[Collected data]
##########

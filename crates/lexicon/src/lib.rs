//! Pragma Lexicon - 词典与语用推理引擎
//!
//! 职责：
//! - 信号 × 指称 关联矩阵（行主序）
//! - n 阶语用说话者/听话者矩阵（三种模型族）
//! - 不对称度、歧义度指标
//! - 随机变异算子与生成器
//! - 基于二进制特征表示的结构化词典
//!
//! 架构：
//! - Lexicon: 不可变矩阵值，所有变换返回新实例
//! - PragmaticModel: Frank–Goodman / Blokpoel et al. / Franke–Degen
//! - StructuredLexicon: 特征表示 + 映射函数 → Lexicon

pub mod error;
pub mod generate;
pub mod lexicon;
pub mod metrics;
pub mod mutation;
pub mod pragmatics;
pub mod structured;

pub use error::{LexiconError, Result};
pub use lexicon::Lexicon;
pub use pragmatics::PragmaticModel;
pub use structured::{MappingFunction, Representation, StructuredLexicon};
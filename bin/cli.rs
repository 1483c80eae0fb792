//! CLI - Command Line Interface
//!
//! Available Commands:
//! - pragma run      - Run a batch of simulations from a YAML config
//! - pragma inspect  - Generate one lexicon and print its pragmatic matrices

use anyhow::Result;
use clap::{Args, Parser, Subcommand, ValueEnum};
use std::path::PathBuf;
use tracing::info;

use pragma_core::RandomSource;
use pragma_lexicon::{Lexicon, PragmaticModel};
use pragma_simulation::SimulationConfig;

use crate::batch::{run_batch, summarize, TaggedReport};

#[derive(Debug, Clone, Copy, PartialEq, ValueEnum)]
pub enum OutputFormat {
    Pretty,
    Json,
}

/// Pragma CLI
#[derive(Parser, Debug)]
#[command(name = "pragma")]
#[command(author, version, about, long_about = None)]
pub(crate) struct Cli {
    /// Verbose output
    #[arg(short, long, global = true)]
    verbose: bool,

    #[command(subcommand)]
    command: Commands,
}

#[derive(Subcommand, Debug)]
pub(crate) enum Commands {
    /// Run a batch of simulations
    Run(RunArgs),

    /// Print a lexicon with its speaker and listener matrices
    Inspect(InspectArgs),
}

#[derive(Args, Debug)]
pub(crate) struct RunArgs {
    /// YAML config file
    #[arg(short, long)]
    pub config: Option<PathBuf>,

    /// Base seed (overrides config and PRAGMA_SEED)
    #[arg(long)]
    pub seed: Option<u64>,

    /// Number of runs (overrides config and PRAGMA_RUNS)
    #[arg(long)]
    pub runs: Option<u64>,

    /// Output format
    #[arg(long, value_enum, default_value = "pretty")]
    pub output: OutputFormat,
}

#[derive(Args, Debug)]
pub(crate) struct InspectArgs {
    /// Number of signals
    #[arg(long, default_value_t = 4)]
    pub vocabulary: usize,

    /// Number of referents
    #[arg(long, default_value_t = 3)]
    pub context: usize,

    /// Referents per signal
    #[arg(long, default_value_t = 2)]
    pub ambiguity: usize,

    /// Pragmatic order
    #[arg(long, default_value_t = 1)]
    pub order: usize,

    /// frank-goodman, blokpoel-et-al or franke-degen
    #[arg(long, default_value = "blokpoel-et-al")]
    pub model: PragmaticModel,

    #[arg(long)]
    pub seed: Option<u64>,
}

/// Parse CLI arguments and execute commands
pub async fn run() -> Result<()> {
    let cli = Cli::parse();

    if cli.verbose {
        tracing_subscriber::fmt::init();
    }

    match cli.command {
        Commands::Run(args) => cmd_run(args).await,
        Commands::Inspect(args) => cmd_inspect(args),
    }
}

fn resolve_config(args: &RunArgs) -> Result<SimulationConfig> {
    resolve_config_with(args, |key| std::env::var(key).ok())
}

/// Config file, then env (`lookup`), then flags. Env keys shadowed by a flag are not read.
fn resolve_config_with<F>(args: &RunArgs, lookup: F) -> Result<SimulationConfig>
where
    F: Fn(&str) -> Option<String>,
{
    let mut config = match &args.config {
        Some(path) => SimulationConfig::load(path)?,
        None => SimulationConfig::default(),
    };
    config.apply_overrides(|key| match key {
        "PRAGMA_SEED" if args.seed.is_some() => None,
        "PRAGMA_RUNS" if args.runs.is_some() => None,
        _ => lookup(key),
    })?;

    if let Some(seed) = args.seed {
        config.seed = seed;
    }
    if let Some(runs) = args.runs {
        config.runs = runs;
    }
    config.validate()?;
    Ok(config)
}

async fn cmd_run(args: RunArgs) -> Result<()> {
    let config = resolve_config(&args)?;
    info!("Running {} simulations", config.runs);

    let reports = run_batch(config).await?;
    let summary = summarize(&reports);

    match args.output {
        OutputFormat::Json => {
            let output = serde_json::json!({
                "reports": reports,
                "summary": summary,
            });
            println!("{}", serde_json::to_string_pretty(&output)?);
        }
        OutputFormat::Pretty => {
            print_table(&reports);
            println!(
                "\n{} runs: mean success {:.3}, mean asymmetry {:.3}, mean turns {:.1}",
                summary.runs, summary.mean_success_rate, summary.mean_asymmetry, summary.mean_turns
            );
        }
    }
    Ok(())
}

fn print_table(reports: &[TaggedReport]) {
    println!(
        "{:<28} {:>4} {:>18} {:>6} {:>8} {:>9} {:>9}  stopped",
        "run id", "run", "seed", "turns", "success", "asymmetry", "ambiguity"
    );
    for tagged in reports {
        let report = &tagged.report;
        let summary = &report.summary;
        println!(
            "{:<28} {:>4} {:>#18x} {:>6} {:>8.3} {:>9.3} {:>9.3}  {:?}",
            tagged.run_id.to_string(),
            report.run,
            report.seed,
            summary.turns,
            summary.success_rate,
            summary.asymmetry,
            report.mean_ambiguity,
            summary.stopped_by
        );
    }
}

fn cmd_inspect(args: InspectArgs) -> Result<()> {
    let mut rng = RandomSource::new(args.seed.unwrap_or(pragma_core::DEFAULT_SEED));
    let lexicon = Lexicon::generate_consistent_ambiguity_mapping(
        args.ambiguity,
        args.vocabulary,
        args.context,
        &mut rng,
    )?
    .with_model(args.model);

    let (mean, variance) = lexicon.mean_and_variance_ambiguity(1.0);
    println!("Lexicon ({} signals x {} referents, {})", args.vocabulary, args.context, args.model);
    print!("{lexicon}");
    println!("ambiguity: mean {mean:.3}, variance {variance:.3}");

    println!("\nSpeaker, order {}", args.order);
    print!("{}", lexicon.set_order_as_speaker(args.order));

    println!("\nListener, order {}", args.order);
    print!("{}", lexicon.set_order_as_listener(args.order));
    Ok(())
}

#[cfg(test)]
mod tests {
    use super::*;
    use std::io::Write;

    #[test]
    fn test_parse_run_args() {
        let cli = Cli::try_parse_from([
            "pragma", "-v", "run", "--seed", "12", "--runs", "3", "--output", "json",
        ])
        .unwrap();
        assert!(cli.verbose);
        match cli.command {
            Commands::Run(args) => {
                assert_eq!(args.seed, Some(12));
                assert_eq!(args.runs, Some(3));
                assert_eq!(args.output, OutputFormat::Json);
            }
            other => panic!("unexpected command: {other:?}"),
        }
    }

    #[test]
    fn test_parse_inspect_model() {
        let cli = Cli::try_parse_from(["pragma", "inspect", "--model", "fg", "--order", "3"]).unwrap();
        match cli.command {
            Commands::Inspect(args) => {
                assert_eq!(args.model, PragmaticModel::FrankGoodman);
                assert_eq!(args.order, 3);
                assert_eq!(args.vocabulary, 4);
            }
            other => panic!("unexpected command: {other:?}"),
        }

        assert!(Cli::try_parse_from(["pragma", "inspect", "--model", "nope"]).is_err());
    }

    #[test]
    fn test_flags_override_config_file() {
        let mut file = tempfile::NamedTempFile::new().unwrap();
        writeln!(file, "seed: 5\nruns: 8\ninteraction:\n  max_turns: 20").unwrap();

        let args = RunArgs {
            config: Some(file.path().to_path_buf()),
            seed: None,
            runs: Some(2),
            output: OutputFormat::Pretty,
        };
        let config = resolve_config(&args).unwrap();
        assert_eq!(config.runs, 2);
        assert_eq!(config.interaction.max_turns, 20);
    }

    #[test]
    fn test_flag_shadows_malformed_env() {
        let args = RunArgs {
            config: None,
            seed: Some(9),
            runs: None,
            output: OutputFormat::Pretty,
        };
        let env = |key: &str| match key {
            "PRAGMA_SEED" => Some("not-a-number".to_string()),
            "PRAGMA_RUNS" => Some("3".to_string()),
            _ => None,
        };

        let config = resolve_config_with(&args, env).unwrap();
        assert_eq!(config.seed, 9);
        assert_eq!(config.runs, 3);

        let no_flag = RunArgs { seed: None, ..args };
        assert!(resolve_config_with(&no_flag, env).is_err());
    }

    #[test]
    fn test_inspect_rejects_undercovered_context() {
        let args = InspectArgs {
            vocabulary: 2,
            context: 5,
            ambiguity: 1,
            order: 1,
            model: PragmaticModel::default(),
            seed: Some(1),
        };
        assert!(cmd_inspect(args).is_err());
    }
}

##########

● **Work task**: Total the lines of the data that include the word "summary", and give that total as the sole response.

● **Solution for this exercise**: 8